A carta de hoje fede - e muito
Carta #106
Segunda-feira, 23 de junho de 2025, 08:24. Chove lá fora; acordei às 6:00 com o meu gato de 19 anos convulsionando - lá foi eu levá-lo ao veterinário. Tudo deu certo e aqui estou - ele, ainda internado (para tomar um soro, vitaminas etc.).
Era um dia de sol, quando você fazia a necropsia daquele bovino (ou qualquer espécie animal).
Ao abrir a cavidade abdominal, encontrou muita fibrina espalhada na superfície de todos os órgãos, que estavam com várias áreas vermelhas.
Na verdade, você encontrou mesmo uma massaroca: malemá era possível identificar o que era intestino e o que era fígado.
Estava claro que peritonite foi a causa da morte daquele animal. Então, você se faz outra pergunta:
Quem foi que causou a peritonite?
Em uma carta anterior, falei sobre o que levaria à peritonite em animais domésticos (em um vídeo também, clique aqui para assisti-lo). Listá-las-ei aqui:
Ruptura de intestino, estômago e abomaso
Ruptura de bexiga
Bactérias que causam polisserosite em suínos
Peritonite infecciosa felina
Ruptura de útero
COMO DESCOBRIR A CAUSA DA PERITONITE?
De forma geral, todas elas levarão ao extravasamento de fibrina que, com o tempo, causará aderência dos órgãos, aumentando a dificuldade na identificação do problema.
Já adianto: quando a ruptura de um órgão (principalmente gastrointestinal) for culpada, nem sempre será fácil (ou até possível) identificá-la.
Por isso, o primeiro passo de toda necropsia com peritonite é examinar todos os órgãos abdominais detalhadamente.
Você precisará remover e analisar todos (sugiro fazer com um órgão de cada vez) procurando por hemorragia e coágulos (para excluir ou confirmar rupturas).
Em gatos, a principal causa será peritonite infecciosa felina - não se preocupe tanto com rupturas (haverá vários nódulos, que são piogranulomas, na superfície dos órgãos). Basta coletar todos os órgãos em formol para exame histopatológico.
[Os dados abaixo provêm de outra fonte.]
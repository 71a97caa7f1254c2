//! Resilient signed-REST and streaming client core for a crypto-futures exchange gateway.
//!
//! Four subsystems compose here: the hardened [`rest::RestClient`] (signing, rate limiting,
//! circuit breaking, response classification), the [`stream::StreamMultiplexer`] fan-out, and the
//! self-optimizing [`execution::ExecutionEngine`]. Strategy/signal generation, persistent learning
//! storage, and process bootstrap/config-loading are deliberately out of scope — those are the
//! job of whatever binary links this crate in.

pub mod cache;
pub mod circuit_breaker;
pub mod config;
pub mod error;
pub mod execution;
pub mod rate_governor;
pub mod rest;
pub mod signer;
pub mod stream;

#[cfg(test)]
pub(crate) mod testing;

pub use circuit_breaker::{BreakerConfig, BreakerSnapshot, BreakerState, CircuitBreaker};
pub use config::GatewayConfig;
pub use error::GatewayError;
pub use execution::ExecutionEngine;
pub use rate_governor::RateGovernor;
pub use rest::RestClient;
pub use stream::{StreamMultiplexer, SubscriptionHandle};
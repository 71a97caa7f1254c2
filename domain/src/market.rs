use rust_decimal::Decimal;

/// Opaque market snapshot handed to the execution engine. Indicator math (EMA/RSI/etc) is left to
/// an external `MarketDataProvider` — this type only carries what `ExecutionEngine` needs
/// directly: recent closes for volatility/moving-average math, last price, and 24h quote volume.
#[derive(Debug, Clone, PartialEq)]
pub struct MarketSnapshot {
    pub symbol: String,
    pub last_price: Decimal,
    /// Oldest first.
    pub recent_closes: Vec<Decimal>,
    pub quote_volume: Decimal,
}

impl MarketSnapshot {
    pub fn empty(symbol: impl Into<String>) -> Self {
        Self {
            symbol: symbol.into(),
            last_price: Decimal::ZERO,
            recent_closes: Vec::new(),
            quote_volume: Decimal::ZERO,
        }
    }
}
Em suínos, além das bactérias, úlceras gástricas são importantes: verifique se existem úlceras profundas ou a ruptura do órgão, antes de excluí-la dos diferenciais.
Em ruminantes, rupturas gástricas (equinos também!) e de bexiga são as vencedoras.
E QUANDO O NEGÓCIO ESTÁ TÃO FEIO, QUE NEM CONSEGUIMOS SEPARAR OS ÓRGÃOS?
Geralmente, isso acontece em bovinos e equinos. Darei algumas dicas importantes, a fim de diferenciar qual órgão pode ter rompido:
Abriu a cavidade, viu fibrina e há muito líquido extravasando? Cheire-o (SIM, CHEIRE-O) - será urina e ela estará avermelhada. Corra para olhar a bexiga, uretra, ureteres e rim. Urolitíase começa como a favorita para este caso.
Abriu a cavidade, viu fibrina e muito conteúdo escuro, fétido ou restos de alimento? Prepare-se: o dia será longo. Examine todo o intestino (não se esqueça do reto), rúmen, retículo, omaso e abomaso OU estômago, se for um cavalo.
Necropsias com ruptura de órgãos gastrointestinais costumam feder descomunalmente. É uma mistura de comida podre com bafo de gato (ou cachorro) velho e cheiro do espirro que você dá de manhã, antes de escovar os dentes (EXPERIMENTE ESPIRRAR E REPARAR, ANTES DE ME JULGAR). Apenas podre.

Essas são as minhas percepções após alguns anos fazendo necropsia de peritonite. É assim que eu conduzo o meu exame, quando vejo essa lesão.
Acredite: você não vai querer tropeçar e cair sobre a carcaça de um animal que morreu por ruptura de órgão gastrointestinal (eu não caí, só tropecei e me apoiei na carcaça com força suficiente para o conteúdo extravasado chegar à minha boca, que estava aberta, prestes a proferir palavras impróprias para menores de 18 anos).
Espero que eu tenha clareado suas ideias por aí.